Subtle flirting. Check.
Knowing her essentials. In the list.
Slight touches. No blood, no foul.
Getting along with the parents. Over a bottle of beer.

However, there is still a chink in the armour, British English aside. After that grueling 4-5 hour conversation over landline or 100-peso worth of SMS exchange, I just couldn’t get over the hump. Meaning, in the recent telecommunication trysts I have had, I don’t seem to have the follow through to ensue another marathon telephonic conversation.

If this was basketball, I couldn’t convert in my offensive possession after getting that defensive stop at the other end of the court.

If this was football, my teammate set me up a perfect cross from the side but I couldn’t chip the ball into the back of the net.

If this was volleyball, the setter placed the ball where should it be, but the spiker hesitated a moment and his smash bounced off the net.

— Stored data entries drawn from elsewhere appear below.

//! WAV parsing helpers.
//!
//! The one-shot transcription path accepts WAV directly through hound, which
//! is cheaper and stricter than the general container probe.

use crate::error::{Result, ScribedError};
use std::io::Read;

/// A parsed WAV payload.
#[derive(Debug, Clone)]
pub struct WavAudio {
    /// Interleaved 16-bit PCM samples.
    pub samples: Vec<i16>,
    pub sample_rate: u32,
    pub channels: u16,
}

impl WavAudio {
    /// Condition to 16 kHz mono i16 for inference.
    pub fn into_inference_samples(self) -> Vec<i16> {
        let f32_samples = crate::audio::resample::to_f32(&self.samples);
        crate::audio::resample::prepare_for_inference(
            &f32_samples,
            self.channels as usize,
            self.sample_rate,
        )
    }
}

/// Parse WAV data from a reader.
///
/// Float and 8/24/32-bit integer WAVs are converted to 16-bit.
pub fn read_wav<R: Read>(reader: R) -> Result<WavAudio> {
    let mut wav = hound::WavReader::new(reader).map_err(|e| ScribedError::AudioDecode {
        message: format!("invalid WAV: {}", e),
    })?;
    let spec = wav.spec();

    let samples: Vec<i16> = match spec.sample_format {
        hound::SampleFormat::Int => {
            let shift = spec.bits_per_sample.saturating_sub(16);
            wav.samples::<i32>()
                .map(|s| {
                    s.map(|v| (v >> shift) as i16)
                        .map_err(|e| ScribedError::AudioDecode {
                            message: format!("WAV sample read failed: {}", e),
                        })
                })
                .collect::<Result<Vec<i16>>>()?
        }
        hound::SampleFormat::Float => wav
            .samples::<f32>()
            .map(|s| {
                s.map(|v| (v.clamp(-1.0, 1.0) * 32767.0) as i16)
                    .map_err(|e| ScribedError::AudioDecode {
                        message: format!("WAV sample read failed: {}", e),
                    })
            })
            .collect::<Result<Vec<i16>>>()?,
    };

    Ok(WavAudio {
        samples,
        sample_rate: spec.sample_rate,
        channels: spec.channels,
    })
}

/// True when the payload starts with a RIFF/WAVE header.
pub fn looks_like_wav(bytes: &[u8]) -> bool {
    bytes.len() >= 12 && &bytes[0..4] == b"RIFF" && &bytes[8..12] == b"WAVE"
}

#[cfg(test)]
mod tests {
    use super::*;
    use std::io::Cursor;

    fn wav_fixture(samples: &[i16], sample_rate: u32, channels: u16) -> Vec<u8> {
        let spec = hound::WavSpec {
            channels,
            sample_rate,
            bits_per_sample: 16,
            sample_format: hound::SampleFormat::Int,
        };
        let mut cursor = Cursor::new(Vec::new());
        {
            let mut writer = hound::WavWriter::new(&mut cursor, spec).unwrap();
            for &s in samples {
                writer.write_sample(s).unwrap();
            }
            writer.finalize().unwrap();
        }
        cursor.into_inner()
    }

    #[test]
    fn reads_16bit_mono() {
        let samples = vec![0i16, 100, -100, 32767, -32768];
        let bytes = wav_fixture(&samples, 16000, 1);

        let audio = read_wav(Cursor::new(bytes)).unwrap();
        assert_eq!(audio.samples, samples);
        assert_eq!(audio.sample_rate, 16000);
        assert_eq!(audio.channels, 1);
    }

    #[test]
    fn rejects_non_wav_data() {
        assert!(read_wav(Cursor::new(b"not a wav".to_vec())).is_err());
    }

    #[test]
    fn into_inference_samples_resamples_stereo_48k() {
        let samples = vec![1000i16; 9600]; // 0.1s stereo at 48 kHz
        let bytes = wav_fixture(&samples, 48000, 2);

        let audio = read_wav(Cursor::new(bytes)).unwrap();
        let conditioned = audio.into_inference_samples();
        assert_eq!(conditioned.len(), 1600); // 0.1s mono at 16 kHz
    }

    #[test]
    fn looks_like_wav_detects_header() {
        let bytes = wav_fixture(&[0i16; 10], 16000, 1);
        assert!(looks_like_wav(&bytes));
        assert!(!looks_like_wav(b"\x1aE\xdf\xa3 webm header"));
        assert!(!looks_like_wav(b"RIFF"));
    }
}
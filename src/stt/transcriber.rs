//! Transcriber trait and test doubles.

use crate::error::{Result, ScribedError};
use std::sync::Arc;
use std::sync::atomic::{AtomicUsize, Ordering};
use std::time::Duration;

/// One successful inference call's output.
#[derive(Debug, Clone, PartialEq)]
pub struct TranscriptionResult {
    pub text: String,
    /// Detected (or forced) language code.
    pub language: String,
    /// Mean per-segment confidence, 0.0 to 1.0.
    pub confidence: f32,
}

/// Trait for speech-to-text transcription.
///
/// This trait allows swapping implementations (real Whisper vs mock).
/// Implementations must be safe to call concurrently from blocking worker
/// threads; internal serialization (e.g. a context mutex) is the
/// implementation's responsibility.
pub trait Transcriber: Send + Sync {
    /// Transcribe audio samples to text.
    ///
    /// # Arguments
    /// * `audio` - Audio samples as 16-bit PCM at 16kHz mono
    /// * `language` - Language code, or "auto" for detection
    fn transcribe(&self, audio: &[i16], language: &str) -> Result<TranscriptionResult>;

    /// Get the name of the loaded model
    fn model_name(&self) -> &str;

    /// Check if the transcriber is ready
    fn is_ready(&self) -> bool;
}

/// Implement Transcriber for Arc<T> to allow sharing across sessions.
impl<T: Transcriber + ?Sized> Transcriber for Arc<T> {
    fn transcribe(&self, audio: &[i16], language: &str) -> Result<TranscriptionResult> {
        (**self).transcribe(audio, language)
    }

    fn model_name(&self) -> &str {
        (**self).model_name()
    }

    fn is_ready(&self) -> bool {
        (**self).is_ready()
    }
}

/// Mock transcriber for testing.
///
/// Records call count and the last requested language so tests can assert
/// on dispatch behavior; an optional synthetic latency simulates a slow
/// model for backpressure tests.
#[derive(Debug, Clone)]
pub struct MockTranscriber {
    model_name: String,
    response: String,
    should_fail: bool,
    latency: Option<Duration>,
    calls: Arc<AtomicUsize>,
    last_language: Arc<std::sync::Mutex<Option<String>>>,
}

impl MockTranscriber {
    /// Create a new mock transcriber with default settings
    pub fn new(model_name: &str) -> Self {
        Self {
            model_name: model_name.to_string(),
            response: "mock transcription".to_string(),
            should_fail: false,
            latency: None,
            calls: Arc::new(AtomicUsize::new(0)),
            last_language: Arc::new(std::sync::Mutex::new(None)),
        }
    }

    /// Configure the mock to return a specific response
    pub fn with_response(mut self, response: &str) -> Self {
        self.response = response.to_string();
        self
    }

    /// Configure the mock to fail on transcribe
    pub fn with_failure(mut self) -> Self {
        self.should_fail = true;
        self
    }

    /// Configure the mock to sleep before responding (simulates inference time)
    pub fn with_latency(mut self, latency: Duration) -> Self {
        self.latency = Some(latency);
        self
    }

    /// Number of transcribe calls made so far.
    pub fn call_count(&self) -> usize {
        self.calls.load(Ordering::SeqCst)
    }

    /// Language requested on the most recent call.
    pub fn last_language(&self) -> Option<String> {
        self.last_language
            .lock()
            .map(|g| g.clone())
            .unwrap_or(None)
    }
}

impl Transcriber for MockTranscriber {
    fn transcribe(&self, _audio: &[i16], language: &str) -> Result<TranscriptionResult> {
        self.calls.fetch_add(1, Ordering::SeqCst);
        if let Ok(mut guard) = self.last_language.lock() {
            *guard = Some(language.to_string());
        }
        if let Some(latency) = self.latency {
            std::thread::sleep(latency);
        }
        if self.should_fail {
            Err(ScribedError::Transcription {
                message: "mock transcription failure".to_string(),
            })
        } else {
            Ok(TranscriptionResult {
                text: self.response.clone(),
                language: language.to_string(),
                confidence: 0.9,
            })
        }
    }

    fn model_name(&self) -> &str {
        &self.model_name
    }

    fn is_ready(&self) -> bool {
        !self.should_fail
    }
}

#[cfg(test)]
mod tests {
    use super::*;

    #[test]
    fn test_mock_transcriber_returns_response() {
        let transcriber = MockTranscriber::new("test-model").with_response("Hello, this is a test");

        let audio = vec![0i16; 1000];
        let result = transcriber.transcribe(&audio, "en");

        assert!(result.is_ok());
        let result = result.unwrap();
        assert_eq!(result.text, "Hello, this is a test");
        assert_eq!(result.language, "en");
    }

    #[test]
    fn test_mock_transcriber_returns_error_when_configured() {
        let transcriber = MockTranscriber::new("test-model").with_failure();

        let audio = vec![0i16; 1000];
        let result = transcriber.transcribe(&audio, "en");

        assert!(result.is_err());
        match result {
            Err(ScribedError::Transcription { message }) => {
                assert_eq!(message, "mock transcription failure");
            }
            _ => panic!("Expected Transcription error"),
        }
    }

    #[test]
    fn test_mock_transcriber_counts_calls() {
        let transcriber = MockTranscriber::new("test-model");
        assert_eq!(transcriber.call_count(), 0);

        let audio = vec![0i16; 10];
        let _ = transcriber.transcribe(&audio, "en");
        let _ = transcriber.transcribe(&audio, "de");

        assert_eq!(transcriber.call_count(), 2);
        assert_eq!(transcriber.last_language(), Some("de".to_string()));
    }

    #[test]
    fn test_mock_transcriber_clones_share_counters() {
        let transcriber = MockTranscriber::new("test-model");
        let clone = transcriber.clone();

        let audio = vec![0i16; 10];
        let _ = clone.transcribe(&audio, "en");

        assert_eq!(transcriber.call_count(), 1);
    }

    #[test]
    fn test_mock_transcriber_latency() {
        let transcriber =
            MockTranscriber::new("test-model").with_latency(Duration::from_millis(20));

        let start = std::time::Instant::now();
        let _ = transcriber.transcribe(&[0i16; 10], "en");
        assert!(start.elapsed() >= Duration::from_millis(20));
    }

    #[test]
    fn test_mock_transcriber_is_ready() {
        let ready_transcriber = MockTranscriber::new("test-model");
        assert!(ready_transcriber.is_ready());

        let failing_transcriber = MockTranscriber::new("test-model").with_failure();
        assert!(!failing_transcriber.is_ready());
    }

    #[test]
    fn test_transcriber_trait_is_object_safe() {
        let transcriber: Box<dyn Transcriber> =
            Box::new(MockTranscriber::new("test-model").with_response("boxed test"));

        assert_eq!(transcriber.model_name(), "test-model");
        assert!(transcriber.is_ready());

        let audio = vec![0i16; 100];
        let result = transcriber.transcribe(&audio, "en");
        assert_eq!(result.unwrap().text, "boxed test");
    }

    #[test]
    fn test_arc_transcriber_delegates() {
        let transcriber: Arc<dyn Transcriber> = Arc::new(MockTranscriber::new("arc-model"));
        assert_eq!(transcriber.model_name(), "arc-model");
        assert!(transcriber.transcribe(&[0i16; 10], "auto").is_ok());
    }
}
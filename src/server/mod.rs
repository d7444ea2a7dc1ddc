//! HTTP/WebSocket server.

pub mod routes;
pub mod ws;

use crate::config::Config;
use crate::dispatch::Dispatcher;
use crate::filter::HallucinationFilter;
use crate::stt::SharedEngine;
use std::sync::Arc;
use tracing::info;

/// Shared state handed to every handler.
#[derive(Clone)]
pub struct AppState {
    pub config: Arc<Config>,
    pub engine: SharedEngine,
    pub dispatcher: Dispatcher,
}

impl AppState {
    pub fn new(config: Config, engine: SharedEngine) -> Self {
        let filter =
            HallucinationFilter::with_phrases(config.filter.extra_phrases.iter().cloned());
        let dispatcher = Dispatcher::new(engine.clone(), Arc::new(filter), config.dispatch.clone());
        Self {
            config: Arc::new(config),
            engine,
            dispatcher,
        }
    }
}

/// Bind and serve until ctrl-c.
pub async fn serve(config: Config, engine: SharedEngine) -> anyhow::Result<()> {
    let addr = format!("{}:{}", config.server.host, config.server.port);
    let state = AppState::new(config, engine);
    let app = routes::router(state);

    let listener = tokio::net::TcpListener::bind(&addr).await?;
    info!(addr = %addr, "listening");

    axum::serve(listener, app)
        .with_graceful_shutdown(shutdown_signal())
        .await?;
    Ok(())
}

async fn shutdown_signal() {
    if tokio::signal::ctrl_c().await.is_ok() {
        info!("shutdown requested");
    }
}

Want more analogies? I have two in baseball. Two runs down, one out, bottom of the ninth. The third base coach called for a squeeze play. I was supposed to bunt it towards the first base line so that the runner waiting in third base could sprint towards home.

But the ball ricocheted towards the pitcher and with some velocity at that. I ran towards first base to at least save my skin, but I know that this is not the way the play should work out. Behind me, the umpire at home plate screamed, Yerrr out!

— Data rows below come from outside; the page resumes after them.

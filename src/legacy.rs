//! Limb-array calling convention.
//!
//! Older callers pass scalars and coordinates as 16 little-endian 16-bit
//! limbs instead of 32 bytes. This module converts at the boundary and runs
//! the same ladder and key-derivation code as [`crate::keys`].
//!
//! Enabled by the `legacy` Cargo feature.

use crate::curve25519::field::FieldElement;
use crate::curve25519::ladder::scalar_mult;
use crate::keys::signing_scalar;

fn limbs_to_bytes(limbs: &[u16; 16]) -> [u8; 32] {
    let mut out = [0u8; 32];

    for (chunk, limb) in out.chunks_exact_mut(2).zip(limbs.iter()) {
        chunk.copy_from_slice(&limb.to_le_bytes());
    }

    out
}

fn bytes_to_limbs(bytes: &[u8; 32]) -> [u16; 16] {
    FieldElement::from_bytes(bytes).limbs()
}

/// Clamps a limb-encoded scalar in place and returns it.
pub fn clamp(curve: &mut [u16; 16]) -> &mut [u16; 16] {
    curve[0] &= 0xfff8;
    curve[15] &= 0x7fff;
    curve[15] |= 0x4000;
    curve
}

/// Computes the x-coordinate of `f·c`, in reduced limb form.
///
/// `f` is used as given (clamp it first with [`clamp`] if needed). If `s`
/// is provided and `c` is the base point, it receives the signing scalar
/// for `f` as limbs. `s` is left untouched if that scalar has no inverse.
pub fn curve25519(f: &[u16; 16], c: &[u16; 16], s: Option<&mut [u16; 16]>) -> [u16; 16] {
    let k = limbs_to_bytes(f);
    let ladder = scalar_mult(&k, &FieldElement::from_limbs(*c));

    if let Some(s) = s {
        match signing_scalar(&k, &ladder) {
            Ok(scalar) => *s = bytes_to_limbs(&scalar),
            Err(err) => log::warn!("legacy curve25519: no signing scalar ({err})"),
        }
    }

    ladder.x.reduce().limbs()
}
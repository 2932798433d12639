//! Curve25519 arithmetic.
//!
//! This module contains the arithmetic the key and signature layers are
//! built from:
//!
//! - `field`: the prime field 𝔽ₚ, `p = 2²⁵⁵ − 19`, on 16 × 16-bit limbs,
//! - `bignum`: byte-wise integer arithmetic modulo the group order `q`,
//! - `ladder`: x-only Montgomery ladder and point formulas,
//! - `constants`: curve and group constants.
//!
//! ## Design goals
//!
//! - No heap allocation; all scratch space lives on the stack.
//! - Fixed operation sequences: the ladder and the field routines never
//!   branch on or index by secret data.
//! - Plain functions over explicit values, no global state.
//!
//! These are low-level building blocks. Most users want [`crate::keys`] and
//! [`crate::signatures`] instead.

pub mod bignum;
pub mod constants;
pub mod field;
pub mod ladder;

pub(crate) mod ct;

pub use ct::ConstantTime;
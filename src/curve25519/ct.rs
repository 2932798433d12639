/// Constant-time comparison and selection utilities.
///
/// This trait provides the primitives used by the ladder, key generation
/// and verification to avoid timing side-channels. Implementations must
/// ensure that execution time does not depend on secret data.
///
/// The primary operation is equality testing (`ct_eq`). Selection
/// (`ct_select`) picks one of two values from a `0`/`1` condition without
/// branching.
pub trait ConstantTime: Sized {
    /// Returns `true` if `self == other`, in constant time.
    ///
    /// This method must not introduce data-dependent branches or early exits.
    fn ct_eq(&self, other: &Self) -> bool;

    /// Returns `other` if `condition == 1` and `self` if `condition == 0`.
    fn ct_select(&self, other: &Self, condition: u8) -> Self;
}

/// Expands a `0`/`1` condition into an all-zeros / all-ones byte mask.
#[inline(always)]
pub(crate) fn mask_u8(condition: u8) -> u8 {
    (condition & 1).wrapping_neg()
}

/// Expands a `0`/`1` condition into an all-zeros / all-ones limb mask.
#[inline(always)]
pub(crate) fn mask_u16(condition: u8) -> u16 {
    ((condition & 1) as u16).wrapping_neg()
}

/// Returns `1` if `a == b`, `0` otherwise, without branching.
///
/// Used to turn small public-shape indices (`0..=2`) into selection
/// conditions.
#[inline(always)]
pub(crate) fn eq_u32(a: u32, b: u32) -> u8 {
    let x = (a ^ b) as u64;
    ((x.wrapping_sub(1) >> 63) & 1) as u8
}

impl ConstantTime for [u8; 32] {
    /// Constant-time equality test for 32-byte arrays.
    ///
    /// All bytes are XORed and accumulated before comparison, ensuring that
    /// the execution time does not depend on where the first difference occurs.
    #[inline(always)]
    fn ct_eq(&self, other: &Self) -> bool {
        self.iter()
            .zip(other)
            .map(|(a, b)| a ^ b)
            .fold(0, |acc, v| acc | v)
            == 0
    }

    #[inline(always)]
    fn ct_select(&self, other: &Self, condition: u8) -> Self {
        let mask = mask_u8(condition);
        let mut out = *self;

        for (o, r) in out.iter_mut().zip(other.iter()) {
            *o ^= (*o ^ r) & mask;
        }

        out
    }
}
//! Deterministic EC-KCDSA over Curve25519.
//!
//! This module provides the two signature primitives, [`sign`] and
//! [`verify`]. Hashing is left to the caller; the primitives only see
//! 32-byte values.
//!
//! ## Protocol
//!
//! With `s` the signer's [`SigningKey`](crate::keys::SigningKey), `P` the
//! matching public key and `Z` some context data (signer public key,
//! certificate, ...):
//!
//! ```text
//! signing:
//!     m = hash(Z, message)
//!     x = PrivateKey::from_bytes(hash(m, s))
//!     Y = x.public_key()
//!     r = hash(Y)
//!     h = m XOR r
//!     v = sign(h, x, s)          (pick another x if this fails)
//!     output (v, r)
//!
//! verification:
//!     m = hash(Z, message)
//!     h = m XOR r
//!     Y = verify(v, h, P)
//!     accept iff r == hash(Y)
//! ```
//!
//! Correctness follows from `v = (x − h)·s`, so that
//! `v·|P| + h·G = (x − h)·G + h·G = x·G = Y`.
//!
//! ## Security
//!
//! - `sign` uses fixed-length bignum loops.
//! - `verify` runs its ladder with masked operand selection. Its inputs are
//!   public.
//! - `verify` rejects public keys that are not on the curve or equal to the
//!   base point.

mod sign;
mod verify;

use std::fmt::{Display, Formatter, Result as FmtResult};

use crate::keys::KeyError;

pub use sign::sign;
pub use verify::verify;

/// Errors that can occur while signing or verifying.
#[derive(Debug, Clone, Copy, PartialEq, Eq)]
pub enum SignatureError {
    /// The signature value is zero: `x ≡ h (mod q)`. Pick another nonce.
    Degenerate,
    /// A signature value or key is not exactly 32 bytes long.
    InvalidLength,
    /// The public key cannot be used for verification.
    InvalidPublicKey,
}

impl Display for SignatureError {
    fn fmt(&self, f: &mut Formatter<'_>) -> FmtResult {
        match self {
            SignatureError::Degenerate => f.write_str("degenerate signature value"),
            SignatureError::InvalidLength => f.write_str("input must be 32 bytes"),
            SignatureError::InvalidPublicKey => f.write_str("invalid public key"),
        }
    }
}

impl std::error::Error for SignatureError {}

impl From<KeyError> for SignatureError {
    fn from(err: KeyError) -> Self {
        match err {
            KeyError::InvalidLength => SignatureError::InvalidLength,
            KeyError::InvalidPublicKey => SignatureError::InvalidPublicKey,
        }
    }
}

/// A signature value `v`, never zero.
#[derive(Clone, Copy, Debug, PartialEq, Eq)]
pub struct Signature([u8; 32]);

impl Signature {
    /// Wraps a signature value. No validation is performed.
    pub fn from_bytes(bytes: [u8; 32]) -> Self {
        Self(bytes)
    }

    /// Returns the signature value bytes.
    pub fn to_bytes(&self) -> [u8; 32] {
        self.0
    }
}

impl TryFrom<&[u8]> for Signature {
    type Error = SignatureError;

    fn try_from(bytes: &[u8]) -> Result<Self, Self::Error> {
        bytes
            .try_into()
            .map(Signature)
            .map_err(|_| SignatureError::InvalidLength)
    }
}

World Series, game seven, bottom of the ninth, three runs down, two outs, bases loaded, full count. The crowd on their feet.

The pitcher coils for what is probably the final pitch of the championship series and of the season. The ball leaves the hand of the pitcher, it is going straight and fast. I call it is a fastball right in the middle of the plate, as if it is taunting me to hit it with full force, which is what I am supposed to do so that it would reach the stands down in center field.

With my heart throbbing and adrenaline running through my veins, I brace for the impact. I hear the crack of the bat. I look up, sighting the trajectory.

Then I feel a gust of wind on my cheek. I shiver as I check my fears in that split-second of realization. The ball is still going up, but it is not travelling any further.

The center fielder is on the warning track, like a predator stalking its prey, waiting for the right instant. Then he jumps up with his glove above his head, he hits the padded wall, and a blur of white stops just as the spot were his glove his at the top of his jump.

He falls on the ground on all fours, rolls away, reaches in his glove, and retrieves a white rubber sphere small enough to be grasped in one hand, but big enough to be seen by the crowd and the camera that beamed it towards the stadium big screen and the millions watching at home.

What now, coach?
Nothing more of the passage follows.